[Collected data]
● ● ● ●

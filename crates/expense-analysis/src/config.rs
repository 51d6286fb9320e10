//! Configuration types for loading, charting and report export.
//!
//! Loader and report options use the builder pattern with validation on
//! `build()`. All types deserialize from JSON so a frontend can submit them
//! directly.

use serde::{Deserialize, Serialize};
use std::fmt;

// =============================================================================
// Loader configuration
// =============================================================================

/// How to treat a possible metadata line above the header row.
#[derive(Debug, Clone, Copy, PartialEq, Eq, Serialize, Deserialize, Default)]
#[serde(rename_all = "snake_case")]
pub enum MetadataRow {
    /// Skip the first line only if it starts with a run of separators.
    #[default]
    Auto,
    /// Always skip the first line.
    Skip,
    /// The first line is the header.
    Absent,
}

/// Configuration for reading an expense upload.
#[derive(Debug, Clone, PartialEq, Serialize, Deserialize)]
pub struct LoaderConfig {
    /// Field separator byte.
    /// Default: b','
    pub separator: u8,

    /// Metadata row handling.
    /// Default: Auto
    pub metadata_row: MetadataRow,

    /// Minimum run of leading separators that marks a metadata line in
    /// `Auto` mode.
    /// Default: 5
    pub metadata_separator_run: usize,
}

impl Default for LoaderConfig {
    fn default() -> Self {
        Self {
            separator: b',',
            metadata_row: MetadataRow::default(),
            metadata_separator_run: 5,
        }
    }
}

impl LoaderConfig {
    /// Create a new configuration builder.
    pub fn builder() -> LoaderConfigBuilder {
        LoaderConfigBuilder::default()
    }

    /// Validate the configuration and return errors if invalid.
    pub fn validate(&self) -> Result<(), ConfigValidationError> {
        if matches!(self.separator, b'"' | b'\n' | b'\r') {
            return Err(ConfigValidationError::InvalidSeparator(self.separator as char));
        }

        if self.metadata_separator_run == 0 {
            return Err(ConfigValidationError::InvalidSeparatorRun(
                self.metadata_separator_run,
            ));
        }

        Ok(())
    }
}

/// Builder for [`LoaderConfig`].
#[derive(Debug, Default)]
pub struct LoaderConfigBuilder {
    separator: Option<u8>,
    metadata_row: Option<MetadataRow>,
    metadata_separator_run: Option<usize>,
}

impl LoaderConfigBuilder {
    /// Set the field separator.
    pub fn separator(mut self, separator: u8) -> Self {
        self.separator = Some(separator);
        self
    }

    /// Set how a leading metadata line is handled.
    pub fn metadata_row(mut self, mode: MetadataRow) -> Self {
        self.metadata_row = Some(mode);
        self
    }

    /// Set the minimum separator run that marks a metadata line.
    pub fn metadata_separator_run(mut self, run: usize) -> Self {
        self.metadata_separator_run = Some(run);
        self
    }

    /// Build the configuration.
    pub fn build(self) -> Result<LoaderConfig, ConfigValidationError> {
        let defaults = LoaderConfig::default();
        let config = LoaderConfig {
            separator: self.separator.unwrap_or(defaults.separator),
            metadata_row: self.metadata_row.unwrap_or_default(),
            metadata_separator_run: self
                .metadata_separator_run
                .unwrap_or(defaults.metadata_separator_run),
        };

        config.validate()?;
        Ok(config)
    }
}

// =============================================================================
// Report configuration
// =============================================================================

/// Supported page sizes.
#[derive(Debug, Clone, Copy, PartialEq, Eq, Serialize, Default)]
pub enum PageSize {
    A0,
    A1,
    A2,
    A3,
    #[default]
    A4,
    A5,
    A6,
    Letter,
    Legal,
}

impl PageSize {
    /// Every supported size, in selector order.
    pub const ALL: [PageSize; 9] = [
        PageSize::A0,
        PageSize::A1,
        PageSize::A2,
        PageSize::A3,
        PageSize::A4,
        PageSize::A5,
        PageSize::A6,
        PageSize::Letter,
        PageSize::Legal,
    ];

    /// Resolve a user-supplied name. Unrecognized or missing names fall back
    /// to A4.
    pub fn from_name(name: Option<&str>) -> Self {
        name.map(str::trim)
            .and_then(|n| {
                Self::ALL
                    .into_iter()
                    .find(|size| size.name().eq_ignore_ascii_case(n))
            })
            .unwrap_or_default()
    }

    pub fn name(&self) -> &'static str {
        match self {
            Self::A0 => "A0",
            Self::A1 => "A1",
            Self::A2 => "A2",
            Self::A3 => "A3",
            Self::A4 => "A4",
            Self::A5 => "A5",
            Self::A6 => "A6",
            Self::Letter => "Letter",
            Self::Legal => "Legal",
        }
    }

    /// Portrait width and height in millimetres.
    pub fn dimensions_mm(&self) -> (f32, f32) {
        match self {
            Self::A0 => (841.0, 1189.0),
            Self::A1 => (594.0, 841.0),
            Self::A2 => (420.0, 594.0),
            Self::A3 => (297.0, 420.0),
            Self::A4 => (210.0, 297.0),
            Self::A5 => (148.0, 210.0),
            Self::A6 => (105.0, 148.0),
            Self::Letter => (215.9, 279.4),
            Self::Legal => (215.9, 355.6),
        }
    }
}

/// Unrecognized names deserialize to the A4 fallback instead of failing.
impl<'de> Deserialize<'de> for PageSize {
    fn deserialize<D>(deserializer: D) -> Result<Self, D::Error>
    where
        D: serde::Deserializer<'de>,
    {
        let name = Option::<String>::deserialize(deserializer)?;
        Ok(PageSize::from_name(name.as_deref()))
    }
}

impl fmt::Display for PageSize {
    fn fmt(&self, f: &mut fmt::Formatter<'_>) -> fmt::Result {
        f.write_str(self.name())
    }
}

/// Page orientation.
#[derive(Debug, Clone, Copy, PartialEq, Eq, Serialize, Deserialize, Default)]
pub enum Orientation {
    #[default]
    Portrait,
    Landscape,
}

/// Which per-category sections the report includes.
#[derive(Debug, Clone, Copy, PartialEq, Eq, Serialize, Deserialize)]
pub struct SectionToggles {
    pub kpi: bool,
    pub region: bool,
    pub trainer: bool,
    pub client: bool,
    pub payment: bool,
}

impl Default for SectionToggles {
    fn default() -> Self {
        Self::all()
    }
}

impl SectionToggles {
    /// Every section enabled ("Select All Tables").
    pub fn all() -> Self {
        Self {
            kpi: true,
            region: true,
            trainer: true,
            client: true,
            payment: true,
        }
    }

    /// Every section disabled.
    pub fn none() -> Self {
        Self {
            kpi: false,
            region: false,
            trainer: false,
            client: false,
            payment: false,
        }
    }
}

/// Options consumed once per report export.
#[derive(Debug, Clone, PartialEq, Serialize, Deserialize)]
pub struct ReportOptions {
    /// Default: A4
    #[serde(default)]
    pub page_size: PageSize,

    /// Default: Portrait
    #[serde(default)]
    pub orientation: Orientation,

    /// Default: true
    #[serde(default = "default_true")]
    pub include_cover: bool,

    /// Default: all sections
    #[serde(default)]
    pub sections: SectionToggles,

    /// Pixel size of rasterized chart images.
    /// Default: (800, 500)
    #[serde(default = "default_chart_pixels")]
    pub chart_pixels: (u32, u32),
}

fn default_true() -> bool {
    true
}

fn default_chart_pixels() -> (u32, u32) {
    (800, 500)
}

impl Default for ReportOptions {
    fn default() -> Self {
        Self {
            page_size: PageSize::default(),
            orientation: Orientation::default(),
            include_cover: true,
            sections: SectionToggles::default(),
            chart_pixels: default_chart_pixels(),
        }
    }
}

impl ReportOptions {
    /// Create a new options builder.
    pub fn builder() -> ReportOptionsBuilder {
        ReportOptionsBuilder::default()
    }

    /// Page width and height in millimetres after applying orientation.
    pub fn page_dimensions_mm(&self) -> (f32, f32) {
        let (w, h) = self.page_size.dimensions_mm();
        match self.orientation {
            Orientation::Portrait => (w, h),
            Orientation::Landscape => (h, w),
        }
    }

    /// Validate the options and return errors if invalid.
    pub fn validate(&self) -> Result<(), ConfigValidationError> {
        let (w, h) = self.chart_pixels;
        if !(100..=4000).contains(&w) || !(100..=4000).contains(&h) {
            return Err(ConfigValidationError::InvalidChartPixels(w, h));
        }
        Ok(())
    }
}

/// Builder for [`ReportOptions`].
#[derive(Debug, Default)]
pub struct ReportOptionsBuilder {
    page_size: Option<PageSize>,
    orientation: Option<Orientation>,
    include_cover: Option<bool>,
    sections: Option<SectionToggles>,
    chart_pixels: Option<(u32, u32)>,
}

impl ReportOptionsBuilder {
    /// Set the page size.
    pub fn page_size(mut self, size: PageSize) -> Self {
        self.page_size = Some(size);
        self
    }

    /// Set the page size by name, falling back to A4 when unrecognized.
    pub fn page_size_name(mut self, name: &str) -> Self {
        self.page_size = Some(PageSize::from_name(Some(name)));
        self
    }

    pub fn orientation(mut self, orientation: Orientation) -> Self {
        self.orientation = Some(orientation);
        self
    }

    pub fn include_cover(mut self, include: bool) -> Self {
        self.include_cover = Some(include);
        self
    }

    pub fn sections(mut self, sections: SectionToggles) -> Self {
        self.sections = Some(sections);
        self
    }

    /// Set the pixel size used when rasterizing charts.
    pub fn chart_pixels(mut self, width: u32, height: u32) -> Self {
        self.chart_pixels = Some((width, height));
        self
    }

    /// Build the options.
    pub fn build(self) -> Result<ReportOptions, ConfigValidationError> {
        let options = ReportOptions {
            page_size: self.page_size.unwrap_or_default(),
            orientation: self.orientation.unwrap_or_default(),
            include_cover: self.include_cover.unwrap_or(true),
            sections: self.sections.unwrap_or_default(),
            chart_pixels: self.chart_pixels.unwrap_or_else(default_chart_pixels),
        };

        options.validate()?;
        Ok(options)
    }
}

// =============================================================================
// Chart theme
// =============================================================================

/// The Plotly qualitative palette.
pub const PLOTLY_PALETTE: [&str; 10] = [
    "#636EFA", "#EF553B", "#00CC96", "#AB63FA", "#FFA15A", "#19D3F3", "#FF6692", "#B6E880",
    "#FF97FF", "#FECB52",
];

/// Visual theme handed to the chart renderer.
#[derive(Debug, Clone, PartialEq, Serialize, Deserialize)]
pub struct ChartTheme {
    /// Series colours as `#RRGGBB`, cycled in order.
    pub palette: Vec<String>,
    /// Template name recorded in each chart spec.
    pub template: String,
    /// Currency prefix for labels and tables.
    pub currency: String,
}

impl Default for ChartTheme {
    fn default() -> Self {
        Self {
            palette: PLOTLY_PALETTE.iter().map(|c| c.to_string()).collect(),
            template: "plotly_white".to_string(),
            currency: "Rs.".to_string(),
        }
    }
}

impl ChartTheme {
    /// Colour for series `index`, cycling through the palette.
    pub fn color(&self, index: usize) -> &str {
        if self.palette.is_empty() {
            return PLOTLY_PALETTE[index % PLOTLY_PALETTE.len()];
        }
        &self.palette[index % self.palette.len()]
    }
}

/// Errors that can occur during configuration validation.
#[derive(Debug, thiserror::Error)]
pub enum ConfigValidationError {
    #[error("Invalid separator {0:?} (quotes and line breaks are not allowed)")]
    InvalidSeparator(char),

    #[error("Invalid metadata separator run: {0} (must be at least 1)")]
    InvalidSeparatorRun(usize),

    #[error("Invalid chart size {0}x{1} (each side must be between 100 and 4000 pixels)")]
    InvalidChartPixels(u32, u32),
}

● ● ● ●

■ **Directions for this task**: Reproduce each line from the records that contains the word "separators".

■ **Task answer**:
    /// Skip the first line only if it starts with a run of separators.
    /// Minimum run of leading separators that marks a metadata line in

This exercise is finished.